Blowing you own trumpet is briefly satisfying, like another solitary activity, but not very cool. However I’ve decided to succumb to the urge as its now six months since “10 Secrets of Health Ageing” was published and in a couple of weeks (Sunday 16th of November I’m going to be talking about it at the Blenheim Palace Literary Festival.
What’s been satisfying is that evidence keeps coming in to support arguments I and co-author Patrick Holford were first setting out 18 months ago. One of the central ones was that, despite the frequent claims that modern medicine is evidence based and firmly rooted in clinical trials, this is more of a hope than a reality.
If we are right this information is particularly important for baby boomers as they head into the medical badlands of 60+ where they are going to be encouraged to take an increasing number of drugs. If the evidence for their safety and effectiveness is actually much poorer than assumed, then becoming an informed consumer is very important. It also means that you’re not just being sensible giving various alternatives a try before accepting a prescription but you’d be daft not to.

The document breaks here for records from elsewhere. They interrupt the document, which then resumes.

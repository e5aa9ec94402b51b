// Copyright (C) 2026 The Hemolink Authors
// Use of this source code is governed by an MIT-style
// license that can be found in the LICENSE file or at
// https://opensource.org/licenses/MIT.

use diesel::SqliteConnection;
use diesel::prelude::*;
use hemolink_domain::{DonationId, DonationRecord, DonationStatus, NewDonation};
use time::OffsetDateTime;
use tracing::info;

use crate::data_models::format_timestamp;
use crate::diesel_schema::donations;
use crate::error::PersistenceError;
use crate::queries::donations::get_donation;

/// Appends a donation record with status `offered`.
///
/// # Errors
///
/// Returns an error if the write fails.
pub fn insert_donation(
    conn: &mut SqliteConnection,
    donation: &NewDonation,
) -> Result<DonationRecord, PersistenceError> {
    let units: i32 = i32::try_from(donation.units).map_err(|_| {
        PersistenceError::SerializationError(format!("units {} out of range", donation.units))
    })?;
    let offered_at: String = format_timestamp(donation.offered_at)?;

    conn.immediate_transaction(|conn| {
        let donation_id: DonationId = diesel::insert_into(donations::table)
            .values((
                donations::donor_id.eq(donation.donor_id.as_str()),
                donations::request_id.eq(donation.request_id.value()),
                donations::units.eq(units),
                donations::blood_type.eq(donation.blood_type.map(|bt| bt.as_str())),
                donations::status.eq(DonationStatus::Offered.as_str()),
                donations::offered_at.eq(&offered_at),
                donations::created_at.eq(&offered_at),
                donations::updated_at.eq(&offered_at),
            ))
            .returning(donations::donation_id)
            .get_result::<i64>(conn)
            .map(DonationId::new)?;
        info!(%donation_id, donor_id = %donation.donor_id, units, "Inserted donation");

        get_donation(conn, donation_id)?.ok_or_else(|| {
            PersistenceError::NotFound(format!("donation {donation_id} vanished after insert"))
        })
    })
}

/// Sets the status of a donation record.
///
/// # Errors
///
/// Returns an error if the write fails.
/// Returns `Ok(None)` if the record does not exist.
pub fn update_donation_status(
    conn: &mut SqliteConnection,
    donation_id: DonationId,
    status: DonationStatus,
    at: OffsetDateTime,
) -> Result<Option<DonationRecord>, PersistenceError> {
    let at: String = format_timestamp(at)?;

    conn.immediate_transaction(|conn| {
        let affected: usize = diesel::update(donations::table)
            .filter(donations::donation_id.eq(donation_id.value()))
            .set((
                donations::status.eq(status.as_str()),
                donations::updated_at.eq(&at),
            ))
            .execute(conn)?;

        if affected == 0 {
            return Ok(None);
        }
        info!(%donation_id, %status, "Updated donation status");
        get_donation(conn, donation_id)
    })
}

So how have we done? This is what one researcher had to say after analysing the the evidence for the flu drug Tamiflu. “Meta-analyses of clinical trials are valuable to clinicians and health agencies for recommending treatment. But as several recent studies illustrate, they can be grossly limited and misleading.”
Relying on dodgy data
Meta-analyses are a way of combining results from a number of trials of a drug to get a more accurate picture of how well it performs. Tamiflu has been given to millions. The researcher here was working with the Cochrane Collaboration, an organisation dedicated to evidence based medicine.

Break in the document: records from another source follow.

// Copyright (C) 2026 The Hemolink Authors
// Use of this source code is governed by an MIT-style
// license that can be found in the LICENSE file or at
// https://opensource.org/licenses/MIT.

//! API boundary for the Hemolink donation system.
//!
//! Handlers take string-typed DTOs, parse them into domain values, call
//! the engine and return DTOs plus user-facing notices. Engine errors are
//! translated into [`ApiError`] explicitly so internal types never leak.

#![deny(
    clippy::pedantic,
    clippy::cargo,
    clippy::nursery,
    clippy::style,
    clippy::correctness,
    clippy::all,
    clippy::suspicious,
    clippy::complexity,
    clippy::perf,
    clippy::unwrap_used,
    clippy::expect_used
)]

mod error;
mod handlers;
mod input;
mod notice;
mod request_response;
mod services;

#[cfg(test)]
mod tests;

pub use error::{ApiError, translate_core_error, translate_domain_error};
pub use handlers::{
    close_request, compatible_types, create_request, dashboard_stats, donation_history,
    list_donors, list_open_requests, offer_donation, set_availability, update_donation_status,
    upsert_profile,
};
pub use input::InputError;
pub use notice::{Notice, NoticeLevel, offer_notices};
pub use request_response::{
    CloseRequestRequest, CompatibilityResponse, CreateRequestRequest, DashboardStatsResponse,
    DonationHistoryResponse, DonationInfo, DonorInfo, DonorListResponse, DonorQuery, LiveEvent,
    ListOpenRequestsResponse, MonthlyRequestInfo, OfferDonationRequest, OfferDonationResponse,
    OpenRequestInfo, RequestInfo, SetAvailabilityRequest, SetAvailabilityResponse,
    UpdateDonationStatusRequest, UpsertProfileRequest, UpsertProfileResponse,
};
pub use services::Services;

Writing in the respected on-line magazine The-Scientist the researcher described how he was amazed at the mismatch that could occur between the information gathered in major clinical trials and the reports of those trials that appeared in the medical journals. Yet it’s those journal reports that scientists usually rely on to produce the meta-analyses that can ultimately determine what drugs you are offered.

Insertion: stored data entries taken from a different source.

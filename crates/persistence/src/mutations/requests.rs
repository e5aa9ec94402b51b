// Copyright (C) 2026 The Hemolink Authors
// Use of this source code is governed by an MIT-style
// license that can be found in the LICENSE file or at
// https://opensource.org/licenses/MIT.

use diesel::SqliteConnection;
use diesel::prelude::*;
use hemolink::{RequestUpdate, UpdateResult};
use hemolink_domain::{BloodRequest, NewBloodRequest, RequestId, RequestStatus};
use time::OffsetDateTime;
use tracing::{debug, info};

use crate::data_models::{encode_donors, format_date, format_timestamp};
use crate::diesel_schema::blood_requests;
use crate::error::PersistenceError;
use crate::queries::requests::get_request;

/// Creates a request in the `open` status at revision 0.
///
/// # Errors
///
/// Returns an error if the write fails.
pub fn create_request(
    conn: &mut SqliteConnection,
    request: &NewBloodRequest,
    at: OffsetDateTime,
) -> Result<BloodRequest, PersistenceError> {
    let quantity: i32 = i32::try_from(request.quantity).map_err(|_| {
        PersistenceError::SerializationError(format!("quantity {} out of range", request.quantity))
    })?;
    let required_date: String = format_date(request.required_date)?;
    let at: String = format_timestamp(at)?;

    conn.immediate_transaction(|conn| {
        let request_id: RequestId = diesel::insert_into(blood_requests::table)
            .values((
                blood_requests::recipient_id.eq(request.recipient_id.as_str()),
                blood_requests::blood_type.eq(request.blood_type.as_str()),
                blood_requests::quantity.eq(quantity),
                blood_requests::urgency.eq(request.urgency.as_str()),
                blood_requests::status.eq(RequestStatus::Open.as_str()),
                blood_requests::matched_donors_json.eq("[]"),
                blood_requests::reason.eq(&request.reason),
                blood_requests::required_date.eq(&required_date),
                blood_requests::revision.eq(0_i64),
                blood_requests::created_at.eq(&at),
                blood_requests::updated_at.eq(&at),
            ))
            .returning(blood_requests::request_id)
            .get_result::<i64>(conn)
            .map(RequestId::new)?;
        info!(%request_id, recipient_id = %request.recipient_id, quantity, "Created request");

        get_request(conn, request_id)?.ok_or_else(|| {
            PersistenceError::NotFound(format!("request {request_id} vanished after insert"))
        })
    })
}

/// Applies `update` only if the request is still at the expected revision.
///
/// The revision is bumped on success. A missing row and a stale revision
/// are told apart by a follow-up read in the same transaction.
///
/// # Errors
///
/// Returns an error if the write fails.
pub fn compare_and_update_request(
    conn: &mut SqliteConnection,
    update: &RequestUpdate,
) -> Result<UpdateResult, PersistenceError> {
    let quantity: i32 = i32::try_from(update.quantity).map_err(|_| {
        PersistenceError::SerializationError(format!("quantity {} out of range", update.quantity))
    })?;
    let matched_donors_json: String = encode_donors(&update.matched_donors)?;
    let updated_at: String = format_timestamp(update.updated_at)?;

    conn.immediate_transaction(|conn| {
        let affected: usize = diesel::update(blood_requests::table)
            .filter(blood_requests::request_id.eq(update.request_id.value()))
            .filter(blood_requests::revision.eq(update.expected_revision))
            .set((
                blood_requests::quantity.eq(quantity),
                blood_requests::status.eq(update.status.as_str()),
                blood_requests::matched_donors_json.eq(&matched_donors_json),
                blood_requests::updated_at.eq(&updated_at),
                blood_requests::revision.eq(blood_requests::revision + 1),
            ))
            .execute(conn)?;

        let current: Option<BloodRequest> = get_request(conn, update.request_id)?;
        let result: UpdateResult = match (affected, current) {
            (_, None) => UpdateResult::NotFound,
            (0, Some(_)) => UpdateResult::Conflict,
            (_, Some(written)) => UpdateResult::Applied(written),
        };

        debug!(
            request_id = %update.request_id,
            expected_revision = update.expected_revision,
            applied = matches!(result, UpdateResult::Applied(_)),
            "Compare-and-update on request"
        );
        Ok(result)
    })
}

But unreliable meta-analyses are just one of the crumbly bricks in the evidence based medicine wall. Another is failing to report or properly follow-up patients who dropped out of a trial. An analysis reported in June in the British Medical Journal, looked at 235 positive clinical trials over two years and found that failing to follow drop-outs up properly made a big difference to the results.
“We found that in up to a third of trials, the results that were reported as positive – in other words, statistically significant – would become negative – not statistically significant, if the investigators had appropriately taken into consideration those participants who were lost to follow-up.”
Damming conclusion
And it gets worse. Revelations that companies were hiding or simply not publishing unfavourable results – yet another factor distorting the evidence base supporting drug use – has meant that all companies have to post details of the trial they are planning to do on a website. This site now holds data on about 100,000 trials. These are the trials that are used to draw up the guidelines that doctors then use to decide which drugs to use to treat you and your family.
But when researchers analysed them to check for very basic things such as how many had enough people in them to produce accurate results, how many had a placebo control, how many were randomised, they came to a damming conclusion. Most of them were so poorly done that guidelines based on them couldn’t be considered reliable.
“Less than 15 per cent of major guideline recommendations,” wrote the authors in the Journal of the American Medical Association “are based on high-quality evidence.”
All of this is bad enough and certainly suggestions that caution about starting on a drug is essential, especially if it is a new one, and makes it vital to do some homework and ask lots of questions.
One very good place to get a far more comprehensive picture of the side-effects you are likely to encounter than shows up in the official literature is at a site called Rxisk.org. It’s run by the psychiatrist David Healy whose angry and informed critique of drug trials – “Pharmageddon” has recently been published.
We’ve become far more sceptical about the wisdom of allowing MPs, bankers, insurance companies and journalists to run their affairs without a strong and independent regulator. Yet pharmaceutical companies retain Teflon-like ability to shake off findings that would be fatal in other fields.
Until they lose that the onus is on you to put together your own package for health, which is what the “10 secrets of Healthy Ageing” provides. As well as advising drug awareness I’ll also be suggesting what else might work.